### INPUT ###

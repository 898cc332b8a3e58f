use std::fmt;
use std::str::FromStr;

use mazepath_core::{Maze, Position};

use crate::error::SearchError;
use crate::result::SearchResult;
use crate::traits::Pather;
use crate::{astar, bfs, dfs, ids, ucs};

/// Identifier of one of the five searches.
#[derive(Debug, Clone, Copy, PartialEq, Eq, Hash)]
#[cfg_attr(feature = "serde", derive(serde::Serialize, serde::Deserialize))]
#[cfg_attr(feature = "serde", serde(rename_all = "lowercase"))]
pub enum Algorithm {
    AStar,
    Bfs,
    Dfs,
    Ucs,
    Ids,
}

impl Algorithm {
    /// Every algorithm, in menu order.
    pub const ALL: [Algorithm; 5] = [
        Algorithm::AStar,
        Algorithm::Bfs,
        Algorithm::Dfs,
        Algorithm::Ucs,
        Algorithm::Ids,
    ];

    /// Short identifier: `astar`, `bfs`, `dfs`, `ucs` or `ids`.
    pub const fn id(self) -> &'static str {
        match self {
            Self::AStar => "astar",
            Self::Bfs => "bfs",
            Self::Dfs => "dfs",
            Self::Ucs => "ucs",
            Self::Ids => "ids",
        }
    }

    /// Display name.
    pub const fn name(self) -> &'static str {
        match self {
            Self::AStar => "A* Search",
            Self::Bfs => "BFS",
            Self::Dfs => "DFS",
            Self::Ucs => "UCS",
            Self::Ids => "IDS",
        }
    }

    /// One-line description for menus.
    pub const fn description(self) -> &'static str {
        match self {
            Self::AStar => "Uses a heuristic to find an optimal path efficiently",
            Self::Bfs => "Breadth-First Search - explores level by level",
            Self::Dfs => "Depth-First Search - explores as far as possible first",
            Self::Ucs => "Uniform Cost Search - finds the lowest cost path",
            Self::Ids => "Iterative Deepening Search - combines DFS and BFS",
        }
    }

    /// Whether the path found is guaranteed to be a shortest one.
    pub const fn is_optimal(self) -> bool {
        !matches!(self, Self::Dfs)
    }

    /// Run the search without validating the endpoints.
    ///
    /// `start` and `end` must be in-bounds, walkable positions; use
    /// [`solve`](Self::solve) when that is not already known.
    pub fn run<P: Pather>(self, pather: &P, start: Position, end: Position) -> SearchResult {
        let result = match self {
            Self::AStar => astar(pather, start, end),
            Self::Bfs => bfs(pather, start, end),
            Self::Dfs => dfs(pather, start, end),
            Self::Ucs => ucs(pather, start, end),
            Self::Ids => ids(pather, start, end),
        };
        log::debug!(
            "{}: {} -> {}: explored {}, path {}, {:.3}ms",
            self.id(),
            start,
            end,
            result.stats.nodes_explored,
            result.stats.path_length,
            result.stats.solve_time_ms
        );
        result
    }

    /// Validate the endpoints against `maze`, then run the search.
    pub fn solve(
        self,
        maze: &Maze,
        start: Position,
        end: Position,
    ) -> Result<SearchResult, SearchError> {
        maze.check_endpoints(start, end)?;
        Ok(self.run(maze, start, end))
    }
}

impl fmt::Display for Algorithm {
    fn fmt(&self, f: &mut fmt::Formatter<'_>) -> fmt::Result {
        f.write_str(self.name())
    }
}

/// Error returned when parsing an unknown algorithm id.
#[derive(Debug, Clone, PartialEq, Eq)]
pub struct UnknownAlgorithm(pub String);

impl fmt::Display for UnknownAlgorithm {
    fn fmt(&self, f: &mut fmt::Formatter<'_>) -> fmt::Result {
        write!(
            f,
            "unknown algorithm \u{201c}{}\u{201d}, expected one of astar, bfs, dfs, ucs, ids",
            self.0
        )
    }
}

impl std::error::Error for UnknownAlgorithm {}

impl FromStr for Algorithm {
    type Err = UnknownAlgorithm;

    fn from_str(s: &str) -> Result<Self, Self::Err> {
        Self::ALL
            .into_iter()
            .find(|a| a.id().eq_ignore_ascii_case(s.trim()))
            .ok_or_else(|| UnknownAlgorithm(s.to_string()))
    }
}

###
### INPUT ###

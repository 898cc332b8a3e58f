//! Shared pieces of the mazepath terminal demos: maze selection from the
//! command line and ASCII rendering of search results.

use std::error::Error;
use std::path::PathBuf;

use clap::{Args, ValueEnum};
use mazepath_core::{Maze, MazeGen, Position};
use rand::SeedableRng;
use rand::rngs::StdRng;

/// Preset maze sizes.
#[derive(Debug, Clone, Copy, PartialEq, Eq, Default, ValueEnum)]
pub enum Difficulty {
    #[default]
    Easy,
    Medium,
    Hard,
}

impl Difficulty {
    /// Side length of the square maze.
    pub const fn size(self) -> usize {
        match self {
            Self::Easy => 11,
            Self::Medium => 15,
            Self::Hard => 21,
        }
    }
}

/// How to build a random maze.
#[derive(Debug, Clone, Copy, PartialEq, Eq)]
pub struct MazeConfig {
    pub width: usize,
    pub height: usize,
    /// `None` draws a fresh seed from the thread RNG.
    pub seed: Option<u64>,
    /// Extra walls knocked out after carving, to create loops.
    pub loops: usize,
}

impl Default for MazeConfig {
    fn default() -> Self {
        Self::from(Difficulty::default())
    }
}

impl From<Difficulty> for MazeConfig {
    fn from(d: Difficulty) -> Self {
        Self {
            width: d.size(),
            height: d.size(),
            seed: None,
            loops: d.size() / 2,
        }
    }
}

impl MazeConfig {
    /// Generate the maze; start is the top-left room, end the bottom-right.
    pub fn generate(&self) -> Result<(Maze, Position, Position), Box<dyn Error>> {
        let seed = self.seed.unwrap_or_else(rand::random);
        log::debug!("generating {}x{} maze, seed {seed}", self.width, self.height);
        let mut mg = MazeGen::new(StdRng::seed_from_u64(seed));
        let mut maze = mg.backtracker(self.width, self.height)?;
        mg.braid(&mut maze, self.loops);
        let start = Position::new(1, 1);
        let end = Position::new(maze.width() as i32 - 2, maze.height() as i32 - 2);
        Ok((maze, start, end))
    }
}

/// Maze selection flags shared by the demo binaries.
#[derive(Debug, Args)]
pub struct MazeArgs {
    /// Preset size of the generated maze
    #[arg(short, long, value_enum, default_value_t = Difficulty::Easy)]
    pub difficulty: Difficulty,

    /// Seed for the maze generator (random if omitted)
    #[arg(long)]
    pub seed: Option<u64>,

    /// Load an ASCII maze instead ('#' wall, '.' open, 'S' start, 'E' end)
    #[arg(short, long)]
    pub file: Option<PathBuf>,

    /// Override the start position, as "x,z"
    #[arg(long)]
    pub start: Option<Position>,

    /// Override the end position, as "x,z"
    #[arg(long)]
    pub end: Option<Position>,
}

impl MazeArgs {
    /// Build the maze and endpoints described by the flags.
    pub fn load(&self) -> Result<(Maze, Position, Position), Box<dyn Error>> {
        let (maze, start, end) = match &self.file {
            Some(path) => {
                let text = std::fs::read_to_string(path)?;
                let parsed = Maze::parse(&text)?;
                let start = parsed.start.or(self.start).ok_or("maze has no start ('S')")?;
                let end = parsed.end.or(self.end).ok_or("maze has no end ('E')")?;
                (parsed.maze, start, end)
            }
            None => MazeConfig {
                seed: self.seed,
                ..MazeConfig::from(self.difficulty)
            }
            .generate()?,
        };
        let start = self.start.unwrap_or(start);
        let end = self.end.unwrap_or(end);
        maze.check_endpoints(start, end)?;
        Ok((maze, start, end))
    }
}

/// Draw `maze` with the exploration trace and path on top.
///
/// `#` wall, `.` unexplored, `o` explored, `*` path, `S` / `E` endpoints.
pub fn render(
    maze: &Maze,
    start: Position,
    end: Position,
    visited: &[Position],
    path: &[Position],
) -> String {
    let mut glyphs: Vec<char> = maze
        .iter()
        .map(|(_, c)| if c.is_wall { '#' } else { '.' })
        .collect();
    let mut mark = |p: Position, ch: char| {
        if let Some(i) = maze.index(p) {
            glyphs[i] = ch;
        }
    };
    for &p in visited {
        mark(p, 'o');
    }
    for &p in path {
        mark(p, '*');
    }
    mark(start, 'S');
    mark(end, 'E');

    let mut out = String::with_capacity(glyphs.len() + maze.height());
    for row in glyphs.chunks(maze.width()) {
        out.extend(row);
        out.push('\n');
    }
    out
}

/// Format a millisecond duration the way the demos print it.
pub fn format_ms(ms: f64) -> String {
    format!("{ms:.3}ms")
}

###
### INPUT ###

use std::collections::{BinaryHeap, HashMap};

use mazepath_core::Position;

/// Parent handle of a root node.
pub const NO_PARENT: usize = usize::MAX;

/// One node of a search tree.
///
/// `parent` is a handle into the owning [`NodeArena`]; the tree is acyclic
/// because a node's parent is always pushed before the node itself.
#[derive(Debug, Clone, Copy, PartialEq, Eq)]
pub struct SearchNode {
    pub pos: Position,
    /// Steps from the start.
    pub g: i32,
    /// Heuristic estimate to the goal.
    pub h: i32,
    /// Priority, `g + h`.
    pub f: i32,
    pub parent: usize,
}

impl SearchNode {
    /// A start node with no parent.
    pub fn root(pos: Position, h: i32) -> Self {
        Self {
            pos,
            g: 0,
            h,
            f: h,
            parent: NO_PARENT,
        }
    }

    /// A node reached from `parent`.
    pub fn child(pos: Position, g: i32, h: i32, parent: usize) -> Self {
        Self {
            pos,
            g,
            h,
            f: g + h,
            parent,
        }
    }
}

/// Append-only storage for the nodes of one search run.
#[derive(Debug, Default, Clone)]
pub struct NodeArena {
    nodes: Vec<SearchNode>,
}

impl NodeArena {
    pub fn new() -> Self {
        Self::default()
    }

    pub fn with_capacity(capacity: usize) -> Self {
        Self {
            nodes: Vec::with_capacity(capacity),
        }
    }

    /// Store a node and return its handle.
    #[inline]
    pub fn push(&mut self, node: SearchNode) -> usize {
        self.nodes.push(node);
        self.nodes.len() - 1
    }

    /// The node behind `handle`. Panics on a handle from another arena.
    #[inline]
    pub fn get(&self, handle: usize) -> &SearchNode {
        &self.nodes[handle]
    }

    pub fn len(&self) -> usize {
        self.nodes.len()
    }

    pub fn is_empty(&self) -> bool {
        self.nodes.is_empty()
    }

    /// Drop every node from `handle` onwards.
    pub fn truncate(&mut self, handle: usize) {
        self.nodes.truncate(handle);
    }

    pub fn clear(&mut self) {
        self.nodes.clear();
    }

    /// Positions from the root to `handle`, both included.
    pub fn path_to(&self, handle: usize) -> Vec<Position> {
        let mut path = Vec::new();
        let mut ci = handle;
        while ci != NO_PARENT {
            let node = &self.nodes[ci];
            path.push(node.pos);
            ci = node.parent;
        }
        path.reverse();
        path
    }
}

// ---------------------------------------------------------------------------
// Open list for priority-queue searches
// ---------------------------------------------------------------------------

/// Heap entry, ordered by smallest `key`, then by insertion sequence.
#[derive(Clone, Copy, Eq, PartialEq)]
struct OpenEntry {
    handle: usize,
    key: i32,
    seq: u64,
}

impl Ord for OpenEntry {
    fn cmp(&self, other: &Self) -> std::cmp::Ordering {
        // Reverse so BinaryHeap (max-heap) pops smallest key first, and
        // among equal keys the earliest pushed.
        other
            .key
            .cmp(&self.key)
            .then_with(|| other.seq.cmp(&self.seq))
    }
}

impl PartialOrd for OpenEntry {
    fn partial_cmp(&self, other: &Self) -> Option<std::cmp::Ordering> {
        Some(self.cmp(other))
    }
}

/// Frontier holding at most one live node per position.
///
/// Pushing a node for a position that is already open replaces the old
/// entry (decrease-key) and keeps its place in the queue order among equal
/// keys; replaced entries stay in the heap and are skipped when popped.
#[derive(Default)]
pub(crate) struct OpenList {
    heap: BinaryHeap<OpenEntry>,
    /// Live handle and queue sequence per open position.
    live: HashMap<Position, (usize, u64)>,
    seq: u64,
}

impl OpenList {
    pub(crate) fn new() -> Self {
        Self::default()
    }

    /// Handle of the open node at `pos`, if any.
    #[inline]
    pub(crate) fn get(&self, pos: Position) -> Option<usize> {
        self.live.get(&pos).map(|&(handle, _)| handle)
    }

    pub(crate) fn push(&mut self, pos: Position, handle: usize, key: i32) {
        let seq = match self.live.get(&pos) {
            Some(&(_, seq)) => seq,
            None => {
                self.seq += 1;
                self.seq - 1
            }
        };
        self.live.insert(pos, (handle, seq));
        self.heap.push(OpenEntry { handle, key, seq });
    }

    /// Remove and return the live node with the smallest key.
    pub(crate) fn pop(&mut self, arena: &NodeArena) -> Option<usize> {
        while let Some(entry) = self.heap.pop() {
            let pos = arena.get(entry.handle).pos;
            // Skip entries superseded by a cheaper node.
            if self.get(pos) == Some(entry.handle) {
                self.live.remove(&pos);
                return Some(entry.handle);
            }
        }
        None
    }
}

###

PROBLEM STATEMENT: Check every line in the material above for the string "ValueEnum", then give only the number of lines that have it.

SOLUTION TO THIS PROBLEM: 2